NEW CASTLE – Encompassing success on the Indiana basketball landscape including high school state championship players and coaches, an Mr. Basketball, Indiana All-Stars, All-Americans, professional careers, more than 2,800 coaching wins and outstanding contributions to the sport and our state, the Indiana Basketball Hall of Fame proudly announces their 59th men’s induction class.

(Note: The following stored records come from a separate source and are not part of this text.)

use super::*;

#[test]
fn test_task_not_found_display() {
    let err = SchedulerError::task_not_found(42);
    assert_eq!(err.to_string(), "任务未找到: 42");
}

#[test]
fn test_fatal_classification() {
    assert!(SchedulerError::config_error("bad toml").is_fatal());
    assert!(SchedulerError::Internal("boom".to_string()).is_fatal());
    assert!(!SchedulerError::QueueClosed.is_fatal());
    assert!(!SchedulerError::task_not_found(1).is_fatal());
}

#[test]
fn test_retryable_classification() {
    assert!(SchedulerError::log_store_error("upload failed").is_retryable());
    assert!(SchedulerError::Network("connection refused".to_string()).is_retryable());
    assert!(SchedulerError::CommandSpawn("no such file".to_string()).is_retryable());
    assert!(!SchedulerError::config_error("bad").is_retryable());
    assert!(!SchedulerError::task_not_found(1).is_retryable());
}

#[test]
fn test_from_serde_json() {
    let parse_err = serde_json::from_str::<serde_json::Value>("{not json").unwrap_err();
    let err: SchedulerError = parse_err.into();
    assert!(matches!(err, SchedulerError::Serialization(_)));
}

#[test]
fn test_from_anyhow() {
    let err: SchedulerError = anyhow::anyhow!("wiring failed").into();
    assert!(matches!(err, SchedulerError::Internal(_)));
    assert!(err.is_fatal());
}

#[test]
fn test_helper_constructors() {
    assert!(matches!(
        SchedulerError::database_error("lost connection"),
        SchedulerError::DatabaseOperation(_)
    ));
    assert!(matches!(
        SchedulerError::validation_error("empty name"),
        SchedulerError::ValidationError(_)
    ));
}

2020 Men’s Induction Class

  • Bill Berberian, Thornton (IL) 1942
  • Wally Cox, Broad Ripple 1954
  • Alan Darner*, West Lafayette (OH) 1964
  • Ted Guzek*, Hammond Morton 1954
  • Mark James, Martinsville 1973
  • Lyndon Jones, Marion 1987
  • John Lee, New Castle 1960
  • Davage Minor*, Gary Froebel 1941
  • Dick Nyers, Indianapolis Manual 1952
  • Kirby Overman, Carthage 1958
  • Bob Purkhiser*, Bluffton 1961
  • Jerry Reynolds, Springs Valley 1962
  • Ray Roesner*, Holland 1953
  • Mark Siegel*, Pike 1977
  • Terry Stotts, Bloomington North 1976
  • Joe Sutter, Marion 1969
  • Steve Yoder, Plymouth 1958

Indiana Pacers Silver Medal

  • Jim Kessler, Northwest (MO) 1966

Centennial Award

  • Paul White*, Franklin 1920

* indicates deceased

Bill Berberian’s name is so synonymous with West Lafayette High School basketball that the Red Devils play in Berberian Gymnasium. Spending 28 of his 31-year head coaching career at West Lafayette, from 1953-1980 his West Lafayette teams won 374 games, four Hoosier conference titles and a 1979 regional title – the first regional win in school history and their first sectional championship in 43 years. He won a sectional title and South Central Conference championship in his first season at Greensburg, where he coached the first three seasons of his career, bringing his career total to over 400 wins. Berberian was a standout in Illinois high school basketball, setting the Thorton H.S. (Harvey, IL) career scoring record on a 28-1 squad his senior year, earning all-state honors as a junior and senior and earning induction in the Illinois Basketball Hall of Fame. Following military service – he earned the Bronze Star, Combat Infantryman Badge and Presidential Unit Citation for his role as an artillery forward observer during the Battle of the Bulge in World War II – he was a team captain and team MVP at Purdue University. The 95-year-old resides in West Lafayette.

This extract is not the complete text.